*DATASET CONTENT*
Segment Open
//! Functionality related to the `panref list` subcommand.

pub mod command;
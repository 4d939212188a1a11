//! Utilities related to displaying things.

use std::fmt;

use num_format::Locale;
use num_format::ToFormattedString;

/// Utility struct for displaying a length in base pairs with thousands
/// separators, falling back to megabases or gigabases for readability.
pub struct BasePairs(pub u64);

impl fmt::Display for BasePairs {
    fn fmt(&self, f: &mut fmt::Formatter<'_>) -> fmt::Result {
        let bp = self.0;

        if bp >= 1_000_000_000 {
            write!(f, "{:.2} Gb", bp as f64 / 1e9)
        } else if bp >= 1_000_000 {
            write!(f, "{:.2} Mb", bp as f64 / 1e6)
        } else {
            write!(f, "{} bp", bp.to_formatted_string(&Locale::en))
        }
    }
}

/// Utility struct for displaying a score out of a maximum.
pub struct ScoreFormat(pub u32, pub u32);

impl fmt::Display for ScoreFormat {
    fn fmt(&self, f: &mut fmt::Formatter<'_>) -> fmt::Result {
        write!(f, "{}/{}", self.0, self.1)
    }
}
Segment Closed
*WORK TO COMPLETE*
Each line of the entries above that contains "Locale" is to be copied.

*FINAL ANSWER*
use num_format::Locale;
            write!(f, "{} bp", bp.to_formatted_string(&Locale::en))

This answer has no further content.